For years, I’ve read about the witching hour — the hard-to-otherwise-classify time of day — when you just can’t satisfy a baby. I never really fully understood it as, for the most part, my kids were pretty even-tempered babies. But now I have three, with age gaps spanning across the just-discovered-eye-rolling, thinks-writing-on-walls-is-hilarious and must-empty-all-drawers-in-the-house stages. With more demanding schedules for all of us this year and added responsibilities, it translates to this: I get it — I thoroughly understand the witching hour.
However, there are two misconceptions about the witching hour that I feel it’s my duty to expose: First, it’s not an hour. It’s hours. Second, it has less to do with babies, and more to do with moms. They don’t call it witching hour for nothing. Because come 6:30 p.m., I’m often one pant leg tug away from flying away on my broom. My point? It’s that 4 to 7 p.m. isn’t exactly my prettiest time of day. I rely on a lot of virtuous strategies to pull me through those hours so I can end my day knowing I did my very best. And on the very worst, most hairsplitting days, the witching hour ends with what I like to call “Tag, you’re it.” It’s not the route I like to take, but sometimes it’s necessary. “Tag, you’re it” looks a little like a relay race — with me poised to pass the baton.

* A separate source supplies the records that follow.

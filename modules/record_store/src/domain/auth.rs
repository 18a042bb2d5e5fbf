//! Password hashing and access tokens

use crate::contract::{Role, StoreError};
use argon2::password_hash::{PasswordHash, PasswordHasher, PasswordVerifier, SaltString};
use argon2::Argon2;
use jsonwebtoken::{decode, encode, Algorithm, DecodingKey, EncodingKey, Header, Validation};
use serde::{Deserialize, Serialize};
use std::time::Duration;

const SALT_LEN: usize = 16;

/// Hash a password with Argon2id into a PHC string with the salt embedded
pub fn hash_password(password: &str) -> Result<String, StoreError> {
    let salt = SaltString::encode_b64(&rand::random::<[u8; SALT_LEN]>()).map_err(|e| {
        tracing::error!("Failed to encode password salt: {}", e);
        StoreError::Internal
    })?;

    Argon2::default()
        .hash_password(password.as_bytes(), &salt)
        .map(|hash| hash.to_string())
        .map_err(|e| {
            tracing::error!("Failed to hash password: {}", e);
            StoreError::Internal
        })
}

pub fn verify_password(password: &str, stored: &str) -> bool {
    match PasswordHash::new(stored) {
        Ok(parsed) => Argon2::default()
            .verify_password(password.as_bytes(), &parsed)
            .is_ok(),
        Err(e) => {
            tracing::warn!("Stored password hash is malformed: {}", e);
            false
        }
    }
}

/// JWT claims carried by access tokens
#[derive(Debug, Clone, PartialEq, Eq, Serialize, Deserialize)]
pub struct Claims {
    /// User id
    pub sub: i32,
    /// Role at issue time; the live role is re-read on every request
    pub role: String,
    pub iat: i64,
    pub exp: i64,
}

/// Issues and verifies HS256 access tokens
pub struct TokenCodec {
    encoding: EncodingKey,
    decoding: DecodingKey,
    ttl: Duration,
}

impl TokenCodec {
    pub fn new(secret: &str, ttl: Duration) -> Self {
        Self {
            encoding: EncodingKey::from_secret(secret.as_bytes()),
            decoding: DecodingKey::from_secret(secret.as_bytes()),
            ttl,
        }
    }

    pub fn ttl(&self) -> Duration {
        self.ttl
    }

    pub fn issue(&self, user_id: i32, role: Role) -> Result<String, StoreError> {
        let now = chrono::Utc::now().timestamp();
        let ttl = i64::try_from(self.ttl.as_secs()).unwrap_or(i64::MAX);
        let claims = Claims {
            sub: user_id,
            role: role.as_str().to_string(),
            iat: now,
            exp: now.saturating_add(ttl),
        };

        encode(&Header::new(Algorithm::HS256), &claims, &self.encoding).map_err(|e| {
            tracing::error!("Failed to sign access token: {}", e);
            StoreError::Internal
        })
    }

    pub fn verify(&self, token: &str) -> Result<Claims, StoreError> {
        let validation = Validation::new(Algorithm::HS256);
        decode::<Claims>(token, &self.decoding, &validation)
            .map(|data| data.claims)
            .map_err(|e| {
                tracing::debug!("Rejected access token: {}", e);
                StoreError::unauthorized("invalid token")
            })
    }
}

#[cfg(test)]
mod tests {
    use super::*;

    #[test]
    fn test_password_roundtrip() {
        let stored = hash_password("s3cret").unwrap();
        assert!(verify_password("s3cret", &stored));
        assert!(!verify_password("S3cret", &stored));
    }

    #[test]
    fn test_hash_is_argon2id_phc_string() {
        let stored = hash_password("hunter2").unwrap();
        assert!(stored.starts_with("$argon2id$"), "got {}", stored);
        assert!(!stored.contains("hunter2"));

        let parsed = PasswordHash::new(&stored).unwrap();
        assert!(parsed.salt.is_some());
        assert!(parsed.params.iter().any(|(name, _)| name.as_str() == "m"));
    }

    #[test]
    fn test_same_password_gets_different_salt() {
        let first = hash_password("pw").unwrap();
        let second = hash_password("pw").unwrap();
        assert_ne!(first, second);
        assert!(verify_password("pw", &first));
        assert!(verify_password("pw", &second));
    }

    #[test]
    fn test_malformed_hash_never_verifies() {
        assert!(!verify_password("pw", "no-separator"));
        assert!(!verify_password("pw", ""));
        assert!(!verify_password("pw", "abcd$0123"));
    }

    #[test]
    fn test_token_issue_and_verify() {
        let codec = TokenCodec::new("secret", Duration::from_secs(3600));
        let token = codec.issue(42, Role::Admin).unwrap();
        let claims = codec.verify(&token).unwrap();
        assert_eq!(claims.sub, 42);
        assert_eq!(claims.role, "admin");
        assert_eq!(claims.exp - claims.iat, 3600);
    }

    #[test]
    fn test_token_with_other_secret_rejected() {
        let issuer = TokenCodec::new("one", Duration::from_secs(60));
        let verifier = TokenCodec::new("two", Duration::from_secs(60));
        let token = issuer.issue(1, Role::User).unwrap();
        assert!(matches!(
            verifier.verify(&token),
            Err(StoreError::Unauthorized { .. })
        ));
    }

    #[test]
    fn test_garbage_token_rejected() {
        let codec = TokenCodec::new("secret", Duration::from_secs(60));
        assert!(codec.verify("not.a.jwt").is_err());
    }
}
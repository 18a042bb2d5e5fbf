//! Repository traits for data access
//!
//! These traits define the interface for data access operations.
//! Implementations are in infra/storage/repositories.

use crate::contract::{
    ArtistSales, CatalogListing, Group, InventoryLine, InventoryRow, InventoryUpdate, NewOrder,
    NewUser, Order, OrderStatus, PlacementOutcome, Recording, RecordingDraft, RecordingRevenue,
    RecordingSales, Role, StockLevel, StockPolicy, Store, StoreDraft, User, UserCredentials,
};
use anyhow::Result;
use async_trait::async_trait;
use chrono::{DateTime, Utc};
use rust_decimal::Decimal;

/// Repository for recordings and their catalog entries
#[async_trait]
pub trait RecordingRepository: Send + Sync {
    async fn list(&self) -> Result<Vec<Recording>>;

    async fn find(&self, id: i32) -> Result<Option<Recording>>;

    /// Recordings whose genre or subgenre matches, case-insensitive
    async fn find_by_genre(&self, genre: &str) -> Result<Vec<Recording>>;

    async fn find_by_artist(&self, artist: &str) -> Result<Vec<Recording>>;

    /// Create the recording and its catalog entry in one transaction
    async fn create(&self, draft: &RecordingDraft, retail_price: Decimal) -> Result<Recording>;

    /// Replace the recording fields; `retail_price` also updates the catalog entry
    async fn update(
        &self,
        id: i32,
        draft: &RecordingDraft,
        retail_price: Option<Decimal>,
    ) -> Result<Option<Recording>>;

    /// Returns false when nothing was deleted
    async fn delete(&self, id: i32) -> Result<bool>;

    /// Whether any order line references the recording
    async fn is_ordered(&self, id: i32) -> Result<bool>;

    async fn list_catalog(&self) -> Result<Vec<CatalogListing>>;

    async fn count(&self) -> Result<u64>;
}

/// Repository for stores and per-store inventory
#[async_trait]
pub trait StoreRepository: Send + Sync {
    async fn list(&self) -> Result<Vec<Store>>;

    async fn find(&self, id: i32) -> Result<Option<Store>>;

    async fn create(&self, draft: &StoreDraft) -> Result<Store>;

    async fn update(&self, id: i32, draft: &StoreDraft) -> Result<Option<Store>>;

    async fn delete(&self, id: i32) -> Result<bool>;

    async fn has_orders(&self, id: i32) -> Result<bool>;

    /// Inventory rows of one store with recording and retail price
    async fn inventory(&self, store_id: i32) -> Result<Vec<InventoryLine>>;

    /// Inventory rows of every store, paired with their store
    async fn all_inventory(&self) -> Result<Vec<(Store, InventoryLine)>>;

    /// Stock for the requested recordings; pairs without a row are omitted
    async fn stock_levels(&self, store_id: i32, recording_ids: &[i32]) -> Result<Vec<StockLevel>>;

    /// Insert or replace the (store, recording) inventory row
    async fn upsert_inventory(
        &self,
        store_id: i32,
        recording_id: i32,
        update: &InventoryUpdate,
    ) -> Result<InventoryRow>;

    async fn count(&self) -> Result<u64>;
}

/// Repository for accounts
#[async_trait]
pub trait UserRepository: Send + Sync {
    async fn find(&self, id: i32) -> Result<Option<User>>;

    /// Look up by username or email
    async fn find_credentials(&self, login: &str) -> Result<Option<UserCredentials>>;

    async fn username_or_email_taken(&self, username: &str, email: &str) -> Result<bool>;

    async fn create(&self, user: &NewUser) -> Result<User>;

    async fn list(&self) -> Result<Vec<User>>;

    async fn set_role(&self, id: i32, role: Role) -> Result<Option<User>>;

    async fn delete(&self, id: i32) -> Result<bool>;

    async fn has_orders(&self, id: i32) -> Result<bool>;

    async fn count(&self) -> Result<u64>;
}

/// Repository for checkout orders
#[async_trait]
pub trait OrderRepository: Send + Sync {
    /// Decrement stock, write the header and every line in a single transaction.
    ///
    /// Any error rolls the whole transaction back; so does
    /// [`PlacementOutcome::InsufficientStock`].
    async fn place(&self, order: &NewOrder, policy: StockPolicy) -> Result<PlacementOutcome>;

    /// Orders of one user, newest first, with items
    async fn list_for_user(&self, user_id: i32) -> Result<Vec<Order>>;

    async fn find(&self, id: i32) -> Result<Option<Order>>;

    async fn set_status(&self, id: i32, status: OrderStatus) -> Result<Option<Order>>;

    async fn count(&self) -> Result<u64>;
}

/// Aggregation queries over order lines
#[async_trait]
pub trait ReportRepository: Send + Sync {
    /// Quantity per recording, largest first
    async fn recording_sales(&self, limit: Option<u64>) -> Result<Vec<RecordingSales>>;

    /// Quantity per artist, largest first
    async fn artist_sales(&self) -> Result<Vec<ArtistSales>>;

    /// Quantity and revenue per recording for orders dated in `[from, until)`
    async fn revenue_between(
        &self,
        from: Option<DateTime<Utc>>,
        until: Option<DateTime<Utc>>,
    ) -> Result<Vec<RecordingRevenue>>;
}

/// Repository for curated recording groups
#[async_trait]
pub trait GroupRepository: Send + Sync {
    async fn list(&self) -> Result<Vec<Group>>;

    async fn find(&self, id: i32) -> Result<Option<Group>>;

    async fn create(&self, name: &str, description: Option<&str>) -> Result<Group>;

    /// No-op when the recording is already a member
    async fn add_recording(&self, group_id: i32, recording_id: i32) -> Result<()>;

    async fn recordings(&self, group_id: i32) -> Result<Vec<Recording>>;
}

I have my purse around my shoulder, keys in hands, shoes on, while I stand in the hallway like Flo Jo before the gun blasts so that when my husband arrives, all I have to do is run to my car saying — maybe, if I’m feeling good — “They’re fed, have fun!”

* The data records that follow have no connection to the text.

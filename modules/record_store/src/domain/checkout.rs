//! Checkout: stock lookup, order placement and order lifecycle

use super::events::StoreEvent;
use super::service::{internal, Service};
use super::validation;
use crate::contract::{
    CartItem, NewOrder, Order, OrderStatus, PlacementOutcome, Principal, StockLevel, StoreError,
};
use std::collections::HashMap;

impl Service {
    /// Current stock for each requested recording, in request order
    ///
    /// Recordings without an inventory row at the store report zero.
    pub async fn stock_lookup(
        &self,
        store_id: i32,
        recording_ids: &[i32],
    ) -> Result<Vec<StockLevel>, StoreError> {
        let levels: HashMap<i32, i32> = self
            .repos
            .stores
            .stock_levels(store_id, recording_ids)
            .await
            .map_err(internal)?
            .into_iter()
            .map(|level| (level.recording_id, level.in_stock))
            .collect();

        Ok(recording_ids
            .iter()
            .map(|&recording_id| StockLevel {
                recording_id,
                in_stock: levels.get(&recording_id).copied().unwrap_or(0),
            })
            .collect())
    }

    /// Place an order for the principal
    ///
    /// Stock decrement, header and lines are written in one transaction.
    #[tracing::instrument(skip(self, items), fields(user_id = principal.user_id, lines = items.len()))]
    pub async fn place_order(
        &self,
        principal: &Principal,
        store_id: Option<i32>,
        items: Vec<CartItem>,
    ) -> Result<Order, StoreError> {
        let store_id = validation::validate_cart(store_id, &items)?;
        self.require_store(store_id).await?;

        let new_order = NewOrder {
            user_id: principal.user_id,
            store_id,
            date: chrono::Utc::now(),
            total_amount: validation::cart_total(&items)?,
            items,
        };

        let outcome = self
            .repos
            .orders
            .place(&new_order, self.stock_policy)
            .await
            .map_err(internal)?;

        match outcome {
            PlacementOutcome::Placed(order) => {
                tracing::info!(
                    order_id = order.id,
                    store_id,
                    total = %order.total_amount,
                    "Order placed"
                );
                self.publish(StoreEvent::order_placed(&order)).await;
                Ok(order)
            }
            PlacementOutcome::InsufficientStock {
                recording_id,
                requested,
                available,
            } => {
                tracing::warn!(
                    store_id,
                    recording_id,
                    requested,
                    available,
                    "Order rejected for insufficient stock"
                );
                Err(StoreError::InsufficientStock {
                    recording_id,
                    requested,
                    available,
                })
            }
        }
    }

    /// Orders of the principal, newest first
    pub async fn my_orders(&self, principal: &Principal) -> Result<Vec<Order>, StoreError> {
        self.repos
            .orders
            .list_for_user(principal.user_id)
            .await
            .map_err(internal)
    }

    /// Move an order out of `pending`; stock is left untouched
    pub async fn change_order_status(
        &self,
        principal: &Principal,
        order_id: i32,
        status: &str,
    ) -> Result<Order, StoreError> {
        Self::require_admin(principal)?;

        let next = OrderStatus::parse(status).ok_or_else(|| {
            StoreError::validation(format!(
                "status '{}' must be one of pending, completed, cancelled",
                status
            ))
        })?;

        let current = self
            .repos
            .orders
            .find(order_id)
            .await
            .map_err(internal)?
            .ok_or_else(|| StoreError::not_found("order", order_id))?;

        if !current.status.can_transition_to(next) {
            return Err(StoreError::conflict(format!(
                "order {} cannot move from {} to {}",
                order_id,
                current.status.as_str(),
                next.as_str()
            )));
        }

        let updated = self
            .repos
            .orders
            .set_status(order_id, next)
            .await
            .map_err(internal)?
            .ok_or_else(|| StoreError::not_found("order", order_id))?;

        tracing::info!(order_id, status = next.as_str(), "Order status changed");
        self.publish(StoreEvent::status_changed(
            order_id,
            current.status,
            next,
            principal.user_id,
        ))
        .await;
        Ok(updated)
    }
}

In the meantime, this is how we do it. When we feel wonder hours slipping into witching ones, we pull out the survival strategies:
Tone It Down
When you feel energy levels escalating and you sense yourself getting agitated and stressed, balance out everything else by toning it down — the lights, the noise, anything in your outside environment that you can control. Dim the lights, light a few candles, turn off the TV and play relaxing music like classical or soft, dinner tunes. Pour a few drops of a calming scent, such as lavender oil, in a small saucepan with water and simmer it. Set up a quiet game for the kids or put out some coloring books and crayons. It’s amazing how quickly these outside stimulants can help you relax.
Release Pent-Up Energy
Toning down the scene might not always work. Sometimes, when I’m feeling a little crazy and one mess away from snapping, I actually let myself snap — appropriately. Kind of like a “controlled burn” that forest rangers initiate to keep the whole forest from going up in flames. In these instances, I crank up the tunes. Loud. Might I suggest “I Will Survive” or “Jesus Take the Wheel?” Go crazy. Surprise your kids. Grab a broom and use it as a microphone, slide across the tile in your socks and match your energy level with a bootie-shakin’ dance. Cut up colored paper and tell your kids to make it rain with confetti. Don’t bother cleaning up the mess. Sometimes, moms just gotta have fun.
Get a Babysitter for One Hour
Don’t save the entire babysitting budget for nights out. One hour of babysitting will cost you far less than a full night — and it might save a lot more of your sanity. Check around your neighborhood to see if there are any young teens that might be too young to watch your kids unattended, but would be a great help to keep your kids occupied while you’re home, like a mother’s helper. They are witching hour saviors! I’ve started doing this more and in one hour, I’ve been able to quickly clean up the house, throw a load of laundry in the machine, get dinner started and restore the day’s momentum, while a sitter takes my kids outside or for a walk or plays with them in their rooms. It’s a win/win situation: the kids are happy, mama’s happy — and the sitter gets to make enough money to pay for her next movie night.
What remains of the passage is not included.